Stored items:
▽

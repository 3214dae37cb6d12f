//! OP command: pipe a record through an external shell program.
//!
//! `OP key program` feeds the key's current value (empty when absent)
//! into `/bin/sh -c program`, captures stdout and stores the trimmed
//! output back under the key. Reads and writes go through the regular
//! storage primitives, so subscribers see the resulting PUT. Concurrent
//! OPs on the same key race by design.

use crate::command::{Command, CommandTable};
use crate::error::ServerResult;
use crate::server::Server;
use crate::storage;
use kvsd_common::consts::VALUE_MAX_LEN;
use kvsd_common::protocol;
use std::io::Write;
use std::process::{Command as ShellCommand, Stdio};
use tracing::{debug, error};

/// Register the OP command.
pub fn register(table: &mut CommandTable) -> ServerResult<()> {
    table.register("OP", 2, false, cmd_op)
}

fn cmd_op(server: &mut Server, cmd: &mut Command) -> bool {
    match op_flow(server, &cmd.key, &cmd.value) {
        Ok(success) => {
            cmd.response_message = if success {
                protocol::OP_SUCCESSFUL.to_string()
            } else {
                protocol::OP_FAILED.to_string()
            };
            true
        }
        Err(e) => {
            error!("OP failed: {e}");
            cmd.response_message = protocol::OP_FAILED.to_string();
            false
        }
    }
}

fn op_flow(server: &mut Server, key: &str, program: &str) -> ServerResult<bool> {
    let input = storage::get_record(server, key)?.unwrap_or_default();

    let mut child = ShellCommand::new("/bin/sh")
        .arg("-c")
        .arg(program)
        .stdin(Stdio::piped())
        .stdout(Stdio::piped())
        .stderr(Stdio::null())
        .spawn()?;

    if let Some(mut stdin) = child.stdin.take() {
        // A program that never reads its input is fine; ignore EPIPE.
        if let Err(e) = stdin.write_all(&input) {
            debug!("op input not consumed: {e}");
        }
    }

    let output = child.wait_with_output()?;

    let stdout = &output.stdout;
    let end = stdout
        .iter()
        .rposition(|b| !b.is_ascii_whitespace())
        .map_or(0, |pos| pos + 1);
    let start = stdout[..end]
        .iter()
        .position(|b| !b.is_ascii_whitespace())
        .unwrap_or(end);
    let result = &stdout[start..end.min(start + VALUE_MAX_LEN)];

    if !result.is_empty() {
        storage::put_record(server, key, result)?;
    }

    Ok(output.status.success())
}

△

EXERCISE OBJECTIVE:
Reproduce the data exactly, character for character.

SOLUTION FOR THIS TASK:
repository 3214dae37cb6d12f
//! OP command: pipe a record through an external shell program.
//!
//! `OP key program` feeds the key's current value (empty when absent)
//! into `/bin/sh -c program`, captures stdout and stores the trimmed
//! output back under the key. Reads and writes go through the regular
//! storage primitives, so subscribers see the resulting PUT. Concurrent
//! OPs on the same key race by design.

use crate::command::{Command, CommandTable};
use crate::error::ServerResult;
use crate::server::Server;
use crate::storage;
use kvsd_common::consts::VALUE_MAX_LEN;
use kvsd_common::protocol;
use std::io::Write;
use std::process::{Command as ShellCommand, Stdio};
use tracing::{debug, error};

/// Register the OP command.
pub fn register(table: &mut CommandTable) -> ServerResult<()> {
    table.register("OP", 2, false, cmd_op)
}

fn cmd_op(server: &mut Server, cmd: &mut Command) -> bool {
    match op_flow(server, &cmd.key, &cmd.value) {
        Ok(success) => {
            cmd.response_message = if success {
                protocol::OP_SUCCESSFUL.to_string()
            } else {
                protocol::OP_FAILED.to_string()
            };
            true
        }
        Err(e) => {
            error!("OP failed: {e}");
            cmd.response_message = protocol::OP_FAILED.to_string();
            false
        }
    }
}

fn op_flow(server: &mut Server, key: &str, program: &str) -> ServerResult<bool> {
    let input = storage::get_record(server, key)?.unwrap_or_default();

    let mut child = ShellCommand::new("/bin/sh")
        .arg("-c")
        .arg(program)
        .stdin(Stdio::piped())
        .stdout(Stdio::piped())
        .stderr(Stdio::null())
        .spawn()?;

    if let Some(mut stdin) = child.stdin.take() {
        // A program that never reads its input is fine; ignore EPIPE.
        if let Err(e) = stdin.write_all(&input) {
            debug!("op input not consumed: {e}");
        }
    }

    let output = child.wait_with_output()?;

    let stdout = &output.stdout;
    let end = stdout
        .iter()
        .rposition(|b| !b.is_ascii_whitespace())
        .map_or(0, |pos| pos + 1);
    let start = stdout[..end]
        .iter()
        .position(|b| !b.is_ascii_whitespace())
        .unwrap_or(end);
    let result = &stdout[start..end.min(start + VALUE_MAX_LEN)];

    if !result.is_empty() {
        storage::put_record(server, key, result)?;
    }

    Ok(output.status.success())
}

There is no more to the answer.